Hydrothermal synthesis and pseudocapacitive properties of morphology-tuned nickel sulfide (NiS) nanostructures

Metal sulfides have attracted considerable scrutiny compared to metal oxides owing to their distinguished electrochemical properties and various applications, such as solar cells and supercapacitors. We have reported the pseudocapacitive properties of morphology-tuned NiS nanostructures using a hydrothermal method at different deposition times and temperatures. The surface morphology, structure, and chemical composition have been confirmed by SEM, TEM, XRD, XPS and EDS analyses. The optimized NiS-2 h electrode offers extra conductive paths on nickel foam, yielding a lower charge-transfer resistance and internal resistance than those of NiS-1 h and NiS-3 h. An investigation of its electrochemical properties indicates that the NiS electrode exhibited a specific capacitance of 1073.8 F g−1 and 959 F g−1 at current densities of 1.2 and 2.4 A g−1 in KOH solution, indicating its potential to be used in practical applications.
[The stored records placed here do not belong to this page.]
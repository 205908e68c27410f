use chrono::{NaiveDate, NaiveDateTime};
use rust_decimal::Decimal;
use serde::{Deserialize, Serialize};
use uuid::Uuid;

/// How often a subscription charges. Closed set; anything else stored in the
/// database is bad data and must be rejected at parse time, not defaulted.
#[derive(Debug, Clone, Copy, PartialEq, Eq, Hash, Serialize, Deserialize)]
#[serde(rename_all = "lowercase")]
pub enum BillingCycle {
    Weekly,
    Biweekly,
    Monthly,
    Quarterly,
    Yearly,
}

impl BillingCycle {
    pub fn as_str(&self) -> &'static str {
        match self {
            BillingCycle::Weekly => "weekly",
            BillingCycle::Biweekly => "biweekly",
            BillingCycle::Monthly => "monthly",
            BillingCycle::Quarterly => "quarterly",
            BillingCycle::Yearly => "yearly",
        }
    }

    /// Parses a stored cycle value. Returns `None` for anything outside the
    /// enumeration so callers surface an invalid-cycle error instead of
    /// silently mis-costing the record.
    pub fn parse(s: &str) -> Option<Self> {
        match s.trim().to_lowercase().as_str() {
            "weekly" => Some(BillingCycle::Weekly),
            "biweekly" => Some(BillingCycle::Biweekly),
            "monthly" => Some(BillingCycle::Monthly),
            "quarterly" => Some(BillingCycle::Quarterly),
            "yearly" => Some(BillingCycle::Yearly),
            _ => None,
        }
    }
}

/// Urgency of a subscription's next payment relative to "now".
#[derive(Debug, Clone, Copy, PartialEq, Eq, Serialize, Deserialize)]
#[serde(rename_all = "snake_case")]
pub enum DueStatus {
    /// Payment is today or already past. Display text distinguishes the two,
    /// urgency handling does not.
    Due,
    DueSoon,
    Upcoming,
}

impl DueStatus {
    pub fn as_str(&self) -> &'static str {
        match self {
            DueStatus::Due => "due",
            DueStatus::DueSoon => "due_soon",
            DueStatus::Upcoming => "upcoming",
        }
    }
}

#[derive(Debug, Clone)]
pub struct Subscription {
    pub id: Uuid,
    pub user_id: Uuid,
    pub name: String,
    pub description: Option<String>,
    pub amount: Decimal,
    /// ISO-4217-like code. Stored and echoed back, never converted.
    pub currency: String,
    pub billing_cycle: BillingCycle,
    pub start_date: NaiveDate,
    /// Derived from `start_date` + `billing_cycle` at creation; edits may set
    /// an arbitrary date afterwards.
    pub next_payment_date: NaiveDate,
    pub category: String,
    pub logo: Option<String>,
    pub website: Option<String>,
    pub color: Option<String>,
    pub reminder_days: i32,
    pub active: bool,
    pub created_at: Option<NaiveDateTime>,
    pub updated_at: Option<NaiveDateTime>,
}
Moreover, it delivered a maximum energy density of 23.19 W h kg−1 and a power density of 243.9 W kg−1 with an excellent cycling retention of 89% after 1000 charge–discharge cycles. This work also indicates an effective approach for the fabrication of high-performance electrodes in a cost-effective manner for higher energy density and power density applications, such as electric vehicles, flexible electronics, and energy storage devices.